Quelques points en suspens
- Le mariage s’accompagne, par rapport au célibat, d’un certain nombre d’avantages, pour des raisons historiques et pratiques. Ces avantages sont consentis nécessairement au détriment des célibataires, des couples non mariés, et autres communautés non reconnues. Dans le cadre du débat, on justifie ce fait par les charges parentales supplémentaires auxquelles les couples sont souvent soumis à brève échéance, pour lesquelles l’État devrait moins les taxer ; cette explication étant historiquement, sinon complètement fausse, du moins exagérée (ce qui explique qu'on a toujours permis le mariage sans conditions de procréation). Quoiqu'il en soit, l’extension de ces avantages aux personnes ayant deux salaires et pas d’enfant peut justifier une légère adaptation de l’institution (par exemple pour ne faire bénéficier les couple mariés d'avantages que lorsqu'ils ont charge d'enfants). De même, il suffirait de permettre l'adoption par des couples homosexuels pour résoudre cette difficulté et justifier les avantages consentis pour charges de famille.
- En ce cas, il se peut que le mariage proprement dit soit considéré comme ne regardant plus l’État, seule la question des charges familiales étant examinée, indépendamment du statut des tuteurs. Telle est en tout cas la position suggérée par Bertrand Delanoë quand il estime n'avoir pas ressenti pour lui-même (pour lui-même seulement ?) le besoin d’avoir recours au PACS.
Géographie politique
En 2005, seuls quatre pays et un état américain reconnaissent officiellement ce type de mariage (Pays-Bas, Belgique, Espagne, Canada, Massachusetts). Mais plusieurs pays d'Europe du nord offrent une solution alternative ouvrant aux mêmes droits. Un site reprend en détail l'état de la législation dans les pays européens cliquez ici pour y accéder.
Europe
Image:Samesex Map Europe(fr).png La situation à l'échelle européenne est assez confuse.

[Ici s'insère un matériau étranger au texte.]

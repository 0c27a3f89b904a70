//! Service context - dependency injection container
//!
//! Holds all repository implementations, the storage client, and shared
//! services. Built once at startup and shared across request handlers.

use std::sync::Arc;

use clip_common::auth::JwtService;
use clip_core::traits::{
    CommentRepository, NotificationRepository, ObjectStorage, ReactionRepository, ReportRepository,
    SubscriptionRepository, UserRepository, VideoRepository,
};
use clip_core::{Snowflake, SnowflakeGenerator};
use clip_db::PgPool;

use super::error::{ServiceError, ServiceResult};

/// Dependency container for all services
#[derive(Clone)]
pub struct ServiceContext {
    pool: PgPool,
    user_repo: Arc<dyn UserRepository>,
    video_repo: Arc<dyn VideoRepository>,
    reaction_repo: Arc<dyn ReactionRepository>,
    comment_repo: Arc<dyn CommentRepository>,
    subscription_repo: Arc<dyn SubscriptionRepository>,
    notification_repo: Arc<dyn NotificationRepository>,
    report_repo: Arc<dyn ReportRepository>,
    storage: Arc<dyn ObjectStorage>,
    jwt_service: Arc<JwtService>,
    snowflake_generator: Arc<SnowflakeGenerator>,
}

impl ServiceContext {
    /// Start building a new ServiceContext
    pub fn builder() -> ServiceContextBuilder {
        ServiceContextBuilder::default()
    }

    /// Database pool, for health checks
    pub fn pool(&self) -> &PgPool {
        &self.pool
    }

    pub fn user_repo(&self) -> &dyn UserRepository {
        self.user_repo.as_ref()
    }

    pub fn video_repo(&self) -> &dyn VideoRepository {
        self.video_repo.as_ref()
    }

    pub fn reaction_repo(&self) -> &dyn ReactionRepository {
        self.reaction_repo.as_ref()
    }

    pub fn comment_repo(&self) -> &dyn CommentRepository {
        self.comment_repo.as_ref()
    }

    pub fn subscription_repo(&self) -> &dyn SubscriptionRepository {
        self.subscription_repo.as_ref()
    }

    pub fn notification_repo(&self) -> &dyn NotificationRepository {
        self.notification_repo.as_ref()
    }

    pub fn report_repo(&self) -> &dyn ReportRepository {
        self.report_repo.as_ref()
    }

    pub fn storage(&self) -> &dyn ObjectStorage {
        self.storage.as_ref()
    }

    pub fn jwt_service(&self) -> &JwtService {
        &self.jwt_service
    }

    pub fn snowflake_generator(&self) -> &SnowflakeGenerator {
        &self.snowflake_generator
    }

    /// Generate a new unique ID
    pub fn generate_id(&self) -> Snowflake {
        self.snowflake_generator.generate()
    }
}

impl std::fmt::Debug for ServiceContext {
    fn fmt(&self, f: &mut std::fmt::Formatter<'_>) -> std::fmt::Result {
        f.debug_struct("ServiceContext")
            .field("worker_id", &self.snowflake_generator.worker_id())
            .finish_non_exhaustive()
    }
}

/// Builder for ServiceContext
#[derive(Default)]
pub struct ServiceContextBuilder {
    pool: Option<PgPool>,
    user_repo: Option<Arc<dyn UserRepository>>,
    video_repo: Option<Arc<dyn VideoRepository>>,
    reaction_repo: Option<Arc<dyn ReactionRepository>>,
    comment_repo: Option<Arc<dyn CommentRepository>>,
    subscription_repo: Option<Arc<dyn SubscriptionRepository>>,
    notification_repo: Option<Arc<dyn NotificationRepository>>,
    report_repo: Option<Arc<dyn ReportRepository>>,
    storage: Option<Arc<dyn ObjectStorage>>,
    jwt_service: Option<Arc<JwtService>>,
    snowflake_generator: Option<Arc<SnowflakeGenerator>>,
}

impl ServiceContextBuilder {
    /// Create an empty builder
    pub fn new() -> Self {
        Self::default()
    }

    pub fn pool(mut self, pool: PgPool) -> Self {
        self.pool = Some(pool);
        self
    }

    pub fn user_repo(mut self, repo: Arc<dyn UserRepository>) -> Self {
        self.user_repo = Some(repo);
        self
    }

    pub fn video_repo(mut self, repo: Arc<dyn VideoRepository>) -> Self {
        self.video_repo = Some(repo);
        self
    }

    pub fn reaction_repo(mut self, repo: Arc<dyn ReactionRepository>) -> Self {
        self.reaction_repo = Some(repo);
        self
    }

    pub fn comment_repo(mut self, repo: Arc<dyn CommentRepository>) -> Self {
        self.comment_repo = Some(repo);
        self
    }

    pub fn subscription_repo(mut self, repo: Arc<dyn SubscriptionRepository>) -> Self {
        self.subscription_repo = Some(repo);
        self
    }

    pub fn notification_repo(mut self, repo: Arc<dyn NotificationRepository>) -> Self {
        self.notification_repo = Some(repo);
        self
    }

    pub fn report_repo(mut self, repo: Arc<dyn ReportRepository>) -> Self {
        self.report_repo = Some(repo);
        self
    }

    pub fn storage(mut self, storage: Arc<dyn ObjectStorage>) -> Self {
        self.storage = Some(storage);
        self
    }

    pub fn jwt_service(mut self, jwt_service: Arc<JwtService>) -> Self {
        self.jwt_service = Some(jwt_service);
        self
    }

    pub fn snowflake_generator(mut self, generator: Arc<SnowflakeGenerator>) -> Self {
        self.snowflake_generator = Some(generator);
        self
    }

    /// Build the ServiceContext, failing if any dependency is missing
    pub fn build(self) -> ServiceResult<ServiceContext> {
        Ok(ServiceContext {
            pool: self
                .pool
                .ok_or_else(|| ServiceError::validation("pool is required"))?,
            user_repo: self
                .user_repo
                .ok_or_else(|| ServiceError::validation("user_repo is required"))?,
            video_repo: self
                .video_repo
                .ok_or_else(|| ServiceError::validation("video_repo is required"))?,
            reaction_repo: self
                .reaction_repo
                .ok_or_else(|| ServiceError::validation("reaction_repo is required"))?,
            comment_repo: self
                .comment_repo
                .ok_or_else(|| ServiceError::validation("comment_repo is required"))?,
            subscription_repo: self
                .subscription_repo
                .ok_or_else(|| ServiceError::validation("subscription_repo is required"))?,
            notification_repo: self
                .notification_repo
                .ok_or_else(|| ServiceError::validation("notification_repo is required"))?,
            report_repo: self
                .report_repo
                .ok_or_else(|| ServiceError::validation("report_repo is required"))?,
            storage: self
                .storage
                .ok_or_else(|| ServiceError::validation("storage is required"))?,
            jwt_service: self
                .jwt_service
                .ok_or_else(|| ServiceError::validation("jwt_service is required"))?,
            snowflake_generator: self
                .snowflake_generator
                .ok_or_else(|| ServiceError::validation("snowflake_generator is required"))?,
        })
    }
}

Certains pays ou groupements de pays s'engagent dans des voies de l'autorisation, d'autres sont dans des positions plus attentistes. Il n'y a pas longtemps, de nombreuses personnes affirmaient que nous assistions à la naissance d'un droit au mariage pour les homosexuels sur le plan européen. Mais cette idée est de plus en plus contredite par le réalité des faits.
Le mariage homosexuel semble avoir de plus en plus de difficultés à s'étendre. Et ce droit à été de nombreuses fois refusé par la Cour européenne des droits de l'homme. Celle-ci faisant prévaloir la liberté des Etats à s'organiser comme ils le désirent.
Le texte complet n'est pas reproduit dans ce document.